Data Synchronization in Supply Chains

Updated: Dec 26, 2019

Supply chains are multi-dimensional and complex. There are products, geographies, customers, suppliers, channels, stocking locations, transportation, warehouses, and factories. Each of these dimensions has entities that are connected to other entities in other dimensions. But none of these dimensions has as much impact on complexity as the one dimension that cuts across all the other dimensions: time. Products are connected to customers, warehouses, and factories not in a static way, but across a time horizon that unfolds like a synchronized dynamic symphony that never rests.

But this symphony does not operate or sound quite like the Berlin Philharmonic. In the case of supply chains, the right hand is often not time-synchronized with the left hand. The best orchestras not only have the best individual musicians, but also have the best synchronization, a function provided by the conductor. So it goes with supply chains – functional excellence is very important, but its value can be completely lost when functional areas are not adequately synchronized with each other. But who is the orchestra leader in a supply chain? It’s increasingly the customer, in this case the farthest downstream customer you can find in your supply chain.

Time is Money

To properly orchestrate a supply chain, entities across the various dimensions (demand, physical assets, machinery, equipment, materials, people) must be linked in time. Data and information must flow between an entity A and every other entity with which entity A has a relationship. This creates a very complex web of data transmission.

The time dimension makes supply chain software different and unique from other enterprise software such as CRM and two-sided marketplaces. For example, most CRM software has no time dimension; this makes the software much less architecturally complex. In a CRM system, if you want to capture information across a time continuum, you have to periodically download Excel snapshots, or purchase add-on modules that reverse engineer a time dimension by filtering through time-stamped system log files. (This is interesting considering log files are at the center of streaming architectures, to be discussed below).

Integration and Synchronization

The supply chain world has been awash in discussions on “integrated supply chain” for the past twenty years.

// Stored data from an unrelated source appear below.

//! Frame decoder: raw inbound text to [`DecodedFrame`].
//!
//! The decoder is a two-mode machine that is reset every time the
//! transport reports `Opened`:
//!
//! ```text
//!   awaiting session ──(valid session envelope)──► established
//!         │                                            │
//!         └─ anything else: CantParseConnectionEvent   └─ events, error envelopes,
//!            (recoverable), stays awaiting                CantParseEvent (informational)
//! ```
//!
//! Error envelopes (`{"error": {...}}`) are recognised in both modes so an
//! authentication rejection sent as the first frame is classified by its
//! code instead of as a parse failure.

use chrono::{DateTime, Utc};
use serde::Deserialize;

use crate::error::{ChatError, ErrorBody, ErrorCode};

/// Event type the backend uses for both the session envelope and liveness frames.
pub const HEALTH_CHECK_EVENT: &str = "health.check";

/// Identifiers of an established session.
#[derive(Debug, Clone, PartialEq)]
pub struct SessionInfo {
    /// Server-assigned connection id.
    pub connection_id: String,
    /// Id of the principal the server resolved.
    pub user_id: String,
    /// Full `me` object from the session envelope.
    pub me: serde_json::Value,
}

/// A typed application event received after the session opened.
#[derive(Debug, Clone, PartialEq)]
pub struct ApplicationEvent {
    /// Event type, e.g. `message.new`.
    pub event_type: String,
    /// Server timestamp, when present and well-formed.
    pub created_at: Option<DateTime<Utc>>,
    /// Connection id echoed by the server, if any.
    pub connection_id: Option<String>,
    /// Complete JSON payload, handed to collaborators as-is.
    pub payload: serde_json::Value,
}

impl ApplicationEvent {
    /// Whether this is a server liveness frame.
    #[must_use]
    pub fn is_health_check(&self) -> bool {
        self.event_type == HEALTH_CHECK_EVENT
    }
}

/// Result of decoding one inbound frame.
#[derive(Debug, Clone, PartialEq)]
pub enum DecodedFrame {
    /// The mandatory first frame: the session is open.
    SessionEstablished(SessionInfo),
    /// A regular application event.
    ApplicationEvent(ApplicationEvent),
    /// A server error envelope or a local decode failure.
    TransportError(ChatError),
}

/// Minimal envelope shared by every event.
#[derive(Debug, Deserialize)]
struct EventEnvelope {
    #[serde(rename = "type")]
    event_type: String,
    #[serde(default)]
    connection_id: Option<String>,
    #[serde(default)]
    created_at: Option<String>,
    #[serde(default)]
    me: Option<serde_json::Value>,
}

/// Stateful decoder for one physical connection.
#[derive(Debug, Default)]
pub struct FrameDecoder {
    session_seen: bool,
}

impl FrameDecoder {
    /// Create a decoder in "awaiting session" mode.
    #[must_use]
    pub fn new() -> Self {
        Self::default()
    }

    /// Return to "awaiting session" mode (called on every transport `Opened`).
    pub fn reset(&mut self) {
        self.session_seen = false;
    }

    /// Whether the session envelope has not been seen yet.
    #[must_use]
    pub fn is_awaiting_session(&self) -> bool {
        !self.session_seen
    }

    /// Decode one raw text frame.
    pub fn decode(&mut self, raw: &str) -> DecodedFrame {
        let value: serde_json::Value = match serde_json::from_str(raw) {
            Ok(value) => value,
            Err(e) => {
                log::debug!("[Decoder] Frame is not JSON: {}", e);
                return DecodedFrame::TransportError(self.parse_failure(e, true));
            }
        };

        if let Some(error) = value.get("error").filter(|e| !e.is_null()) {
            return DecodedFrame::TransportError(decode_error_body(error));
        }

        let envelope = match EventEnvelope::deserialize(&value) {
            Ok(envelope) => envelope,
            Err(e) => {
                log::debug!("[Decoder] Frame has no event envelope: {}", e);
                return DecodedFrame::TransportError(self.parse_failure(e, false));
            }
        };

        if self.session_seen {
            return DecodedFrame::ApplicationEvent(ApplicationEvent {
                event_type: envelope.event_type,
                created_at: envelope.created_at.as_deref().and_then(parse_timestamp),
                connection_id: envelope.connection_id,
                payload: value,
            });
        }

        match session_from_envelope(envelope) {
            Some(session) => {
                log::debug!(
                    "[Decoder] Session envelope received (connection_id={})",
                    session.connection_id
                );
                self.session_seen = true;
                DecodedFrame::SessionEstablished(session)
            }
            None => DecodedFrame::TransportError(ChatError::new(
                ErrorCode::CantParseConnectionEvent,
            )),
        }
    }

    fn parse_failure(&self, cause: serde_json::Error, not_json: bool) -> ChatError {
        let code = if !self.session_seen {
            ErrorCode::CantParseConnectionEvent
        } else if not_json {
            ErrorCode::UnableToParseSocketEvent
        } else {
            ErrorCode::CantParseEvent
        };
        ChatError::new(code).caused_by(cause)
    }
}

fn decode_error_body(error: &serde_json::Value) -> ChatError {
    match ErrorBody::deserialize(error) {
        Ok(body) => ChatError::from(body),
        Err(e) => ChatError::new(ErrorCode::NoErrorBody).caused_by(e),
    }
}

fn session_from_envelope(envelope: EventEnvelope) -> Option<SessionInfo> {
    let connection_id = envelope.connection_id?;
    let me = envelope.me?;
    let user_id = me.get("id")?.as_str()?.to_string();
    Some(SessionInfo {
        connection_id,
        user_id,
        me,
    })
}

fn parse_timestamp(raw: &str) -> Option<DateTime<Utc>> {
    DateTime::parse_from_rfc3339(raw)
        .ok()
        .map(|dt| dt.with_timezone(&Utc))
}

/// Serialize the keep-alive frame sent while connected.
#[must_use]
pub fn encode_keep_alive(connection_id: &str) -> String {
    serde_json::json!({
        "type": HEALTH_CHECK_EVENT,
        "client_id": connection_id,
        "created_at": Utc::now().to_rfc3339(),
    })
    .to_string()
}

#[cfg(test)]
mod tests {
    use super::*;
    use crate::error::ErrorKind;

    const SESSION_FRAME: &str = r#"{
        "type": "health.check",
        "connection_id": "6cfffec7-40df-40ac-901a-6ea6c5b7fb83",
        "created_at": "2024-01-01T10:00:00Z",
        "me": {"id": "jc", "name": "JC"}
    }"#;

    fn established_decoder() -> FrameDecoder {
        let mut decoder = FrameDecoder::new();
        assert!(matches!(
            decoder.decode(SESSION_FRAME),
            DecodedFrame::SessionEstablished(_)
        ));
        decoder
    }

    // ========== Awaiting Session Tests ==========

    #[test]
    fn test_first_frame_session_envelope() {
        let mut decoder = FrameDecoder::new();
        match decoder.decode(SESSION_FRAME) {
            DecodedFrame::SessionEstablished(session) => {
                assert_eq!(session.connection_id, "6cfffec7-40df-40ac-901a-6ea6c5b7fb83");
                assert_eq!(session.user_id, "jc");
                assert_eq!(session.me["name"], "JC");
            }
            other => panic!("expected session, got {other:?}"),
        }
        assert!(!decoder.is_awaiting_session());
    }

    #[test]
    fn test_first_frame_without_me_is_connection_parse_error() {
        let mut decoder = FrameDecoder::new();
        let frame = r#"{"type":"health.check","connection_id":"abc"}"#;
        match decoder.decode(frame) {
            DecodedFrame::TransportError(error) => {
                assert_eq!(error.code, ErrorCode::CantParseConnectionEvent);
                assert_eq!(error.kind(), ErrorKind::Recoverable);
            }
            other => panic!("expected error, got {other:?}"),
        }
        assert!(decoder.is_awaiting_session());
    }

    #[test]
    fn test_first_frame_garbage_stays_awaiting() {
        let mut decoder = FrameDecoder::new();
        match decoder.decode("not json") {
            DecodedFrame::TransportError(error) => {
                assert_eq!(error.code, ErrorCode::CantParseConnectionEvent);
                assert!(error.cause.is_some());
            }
            other => panic!("expected error, got {other:?}"),
        }
        assert!(decoder.is_awaiting_session());
        assert!(matches!(
            decoder.decode(SESSION_FRAME),
            DecodedFrame::SessionEstablished(_)
        ));
    }

    #[test]
    fn test_error_envelope_before_session_is_classified_by_code() {
        let mut decoder = FrameDecoder::new();
        let frame = r#"{"error":{"code":2,"message":"api key not found","StatusCode":401}}"#;
        match decoder.decode(frame) {
            DecodedFrame::TransportError(error) => {
                assert_eq!(error.code, ErrorCode::ApiKeyNotFound);
                assert_eq!(error.kind(), ErrorKind::Fatal);
                assert_eq!(error.message, "api key not found");
            }
            other => panic!("expected error, got {other:?}"),
        }
    }

    #[test]
    fn test_reset_returns_to_awaiting_session() {
        let mut decoder = established_decoder();
        decoder.reset();
        assert!(decoder.is_awaiting_session());
    }

    // ========== Established Tests ==========

    #[test]
    fn test_events_after_session() {
        let mut decoder = established_decoder();
        let frame = r#"{"type":"message.new","cid":"messaging:general","created_at":"2024-01-01T10:00:01.5Z"}"#;
        match decoder.decode(frame) {
            DecodedFrame::ApplicationEvent(event) => {
                assert_eq!(event.event_type, "message.new");
                assert!(event.created_at.is_some());
                assert_eq!(event.payload["cid"], "messaging:general");
                assert!(!event.is_health_check());
            }
            other => panic!("expected event, got {other:?}"),
        }
    }

    #[test]
    fn test_second_session_envelope_is_plain_health_event() {
        let mut decoder = established_decoder();
        match decoder.decode(SESSION_FRAME) {
            DecodedFrame::ApplicationEvent(event) => assert!(event.is_health_check()),
            other => panic!("expected event, got {other:?}"),
        }
    }

    #[test]
    fn test_malformed_event_after_session_is_informational() {
        let mut decoder = established_decoder();
        match decoder.decode(r#"{"no_type": true}"#) {
            DecodedFrame::TransportError(error) => {
                assert_eq!(error.code, ErrorCode::CantParseEvent);
                assert_eq!(error.kind(), ErrorKind::Informational);
            }
            other => panic!("expected error, got {other:?}"),
        }
        match decoder.decode("{{{") {
            DecodedFrame::TransportError(error) => {
                assert_eq!(error.code, ErrorCode::UnableToParseSocketEvent);
            }
            other => panic!("expected error, got {other:?}"),
        }
        assert!(!decoder.is_awaiting_session());
    }

    #[test]
    fn test_invalid_timestamp_is_dropped_not_fatal() {
        let mut decoder = established_decoder();
        match decoder.decode(r#"{"type":"typing.start","created_at":"yesterday"}"#) {
            DecodedFrame::ApplicationEvent(event) => assert!(event.created_at.is_none()),
            other => panic!("expected event, got {other:?}"),
        }
    }

    #[test]
    fn test_error_envelope_without_body_fields() {
        let mut decoder = established_decoder();
        match decoder.decode(r#"{"error":{"message":"no code"}}"#) {
            DecodedFrame::TransportError(error) => assert_eq!(error.code, ErrorCode::NoErrorBody),
            other => panic!("expected error, got {other:?}"),
        }
    }

    #[test]
    fn test_null_error_field_is_not_an_error() {
        let mut decoder = established_decoder();
        assert!(matches!(
            decoder.decode(r#"{"type":"user.updated","error":null}"#),
            DecodedFrame::ApplicationEvent(_)
        ));
    }

    // ========== Keep-alive Tests ==========

    #[test]
    fn test_keep_alive_frame_format() {
        let frame: serde_json::Value =
            serde_json::from_str(&encode_keep_alive("conn-1")).expect("valid json");
        assert_eq!(frame["type"], HEALTH_CHECK_EVENT);
        assert_eq!(frame["client_id"], "conn-1");
        assert!(frame["created_at"].is_string());
    }
}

Data integration has historically represented up to 60% of the investment required for the software component of supply chain transformation programs. It has been a principal revenue lifeline for systems integrators. But integration is just a mechanical mechanism – for example, it means data can be transferred and interpreted between a warehouse system, a transportation system, and a factory system. It says nothing of the time stamp associated with such data and whether or not the factory systems are basing their decisions on warehouse data that is current, two hours old, or two days old. Just because data is pulled from a database and used immediately, it does not mean that the data is current; the data may have been deposited in the database via an ETL (extract, transform, load) batch process 12 or 24 hours ago.

Synchronization means making decisions in the factory based on current data from the downstream warehouse, or importantly, understanding that the warehouse data against which decisions are being made is two days old, requiring the factory to buffer appropriately. Due to distance and other physical considerations, it may not be possible to always base decisions on exactly current data from two different systems in two different locations. Thus, it is important to understand the concept of snapshots and to account for them. (Even Einstein had to account for distance and the speed of light when determining if two lightning strikes were or were not simultaneous).

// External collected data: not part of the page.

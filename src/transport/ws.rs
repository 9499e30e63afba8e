//! WebSocket primitives over `tokio-tungstenite`.
//!
//! Split reader/writer halves so the connection task can drive both sides
//! from one `tokio::select!` loop. [`super::WsTransport`] is the only
//! consumer; nothing else in the crate touches `tokio-tungstenite`.

// Rust guideline compliant 2026-02

use std::borrow::Cow;

use anyhow::{Context, Result};
use futures_util::{SinkExt, StreamExt};
use tokio_tungstenite::tungstenite;
use tokio_tungstenite::tungstenite::protocol::frame::coding::CloseCode;
use tokio_tungstenite::tungstenite::protocol::CloseFrame;

/// Close code reported when the peer sent a close frame without a code.
pub const NO_STATUS_CODE: u16 = 1005;

type WsStream = tokio_tungstenite::WebSocketStream<
    tokio_tungstenite::MaybeTlsStream<tokio::net::TcpStream>,
>;

/// Received WebSocket message.
#[derive(Debug)]
pub enum WsMessage {
    /// UTF-8 text frame.
    Text(String),
    /// Binary frame.
    Binary(Vec<u8>),
    /// Ping frame with payload.
    Ping(Vec<u8>),
    /// Pong frame with payload.
    Pong(Vec<u8>),
    /// Close frame with status code and reason.
    Close {
        /// WebSocket close code.
        code: u16,
        /// Close reason text.
        reason: String,
    },
}

/// Write half of a WebSocket connection.
#[derive(Debug)]
pub struct WsWriter {
    sink: futures_util::stream::SplitSink<WsStream, tungstenite::Message>,
}

impl WsWriter {
    /// Send a UTF-8 text frame.
    pub async fn send_text(&mut self, text: &str) -> Result<()> {
        self.sink
            .send(tungstenite::Message::Text(text.to_string()))
            .await
            .context("WebSocket send_text failed")
    }

    /// Send a pong frame in response to a ping.
    pub async fn send_pong(&mut self, data: Vec<u8>) -> Result<()> {
        self.sink
            .send(tungstenite::Message::Pong(data))
            .await
            .context("WebSocket send_pong failed")
    }

    /// Start the closing handshake with a code and reason.
    ///
    /// Codes reserved for local use (1005, 1006, 1015) never go on the wire;
    /// an empty close frame is sent instead.
    pub async fn send_close(&mut self, code: u16, reason: &str) -> Result<()> {
        let frame = (!matches!(code, 1005 | 1006 | 1015)).then(|| CloseFrame {
            code: CloseCode::from(code),
            reason: Cow::Owned(reason.to_string()),
        });
        self.sink
            .send(tungstenite::Message::Close(frame))
            .await
            .context("WebSocket send_close failed")
    }

    /// Flush pending writes and close the sink.
    pub async fn close(&mut self) -> Result<()> {
        self.sink.close().await.context("WebSocket close failed")
    }
}

/// Read half of a WebSocket connection.
#[derive(Debug)]
pub struct WsReader {
    stream: futures_util::stream::SplitStream<WsStream>,
}

impl WsReader {
    /// Receive the next message, returning `None` when the stream ends.
    ///
    /// Raw `Frame` variants are skipped internally.
    pub async fn recv(&mut self) -> Option<Result<WsMessage>> {
        loop {
            match self.stream.next().await {
                Some(Ok(tungstenite::Message::Text(text))) => {
                    return Some(Ok(WsMessage::Text(text.to_string())));
                }
                Some(Ok(tungstenite::Message::Binary(data))) => {
                    return Some(Ok(WsMessage::Binary(data.to_vec())));
                }
                Some(Ok(tungstenite::Message::Ping(data))) => {
                    return Some(Ok(WsMessage::Ping(data.to_vec())));
                }
                Some(Ok(tungstenite::Message::Pong(data))) => {
                    return Some(Ok(WsMessage::Pong(data.to_vec())));
                }
                Some(Ok(tungstenite::Message::Close(close_frame))) => {
                    let (code, reason) = close_frame
                        .map(|cf| (cf.code.into(), cf.reason.to_string()))
                        .unwrap_or((NO_STATUS_CODE, String::new()));
                    return Some(Ok(WsMessage::Close { code, reason }));
                }
                Some(Ok(tungstenite::Message::Frame(_))) => continue,
                Some(Err(e)) => {
                    return Some(Err(anyhow::anyhow!("WebSocket read error: {e}")));
                }
                None => return None,
            }
        }
    }
}

/// Perform the WebSocket handshake against `url`.
///
/// Credentials travel in the query string, so no extra headers are needed.
pub async fn connect(url: &url::Url) -> Result<(WsWriter, WsReader)> {
    let (ws_stream, _response) = tokio_tungstenite::connect_async(url.as_str())
        .await
        .context("WebSocket connect failed")?;

    let (sink, stream) = ws_stream.split();

    Ok((WsWriter { sink }, WsReader { stream }))
}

Plans are Developed Based on Snapshots

Plans are necessarily developed based on snapshots of the current state of the supply chain at a given point in time. A model of the supply chain, now commonly called a digital twin, is the foundation against which plans are developed and decisions are made. This model contains data on the current state of warehouses, transportation equipment, factory machinery, inventory, and demand. It gets this current state by pulling data from various systems, including ERP, MES, CRM, supplier systems, and customer systems.

Once the data in the model is updated, algorithms are run to develop plans and make decisions, both automatically and interactively. Once plans are developed and decisions made, there is a post process to populate new decision data into systems that consume such data. In the past, the process of gathering up the latest data and updating the model could take hours; the process of running plans, making decisions, and populating the results could also take hours.

With newer technologies, this process, particularly the decision-making part of this process, has been compressed significantly. For example, the best systems can now execute the planning and decision-making process in minutes or seconds. However, much of the front-end and back-end data updating processes may still be time consuming.

The point in time at which this process starts is called a snapshot. The snapshot captures the state of the supply chain at a point in time, at least as represented by the data. However, the data itself, depending on when, where, and how it was gathered, may have a latency even at the time of the snapshot. Much of this is due to cascaded batch data processing, such as that shown in the figure below.

For example, the retailer cascades its data up (“south to north”) from store execution systems to higher level planning and decision systems; likewise, the distributor and manufacturer cascade data up from their transportation, warehousing, and manufacturing execution systems. These cascaded processes may be on the same or different cadences and frequencies. As shown in the figure, this results in situations where time T0 does not equal time T0’, which does not equal time T0’’, and so on back through the supply chain (“east to west”). In other words, the snapshot timestamps are different both within an enterprise and even more so across the supply chain.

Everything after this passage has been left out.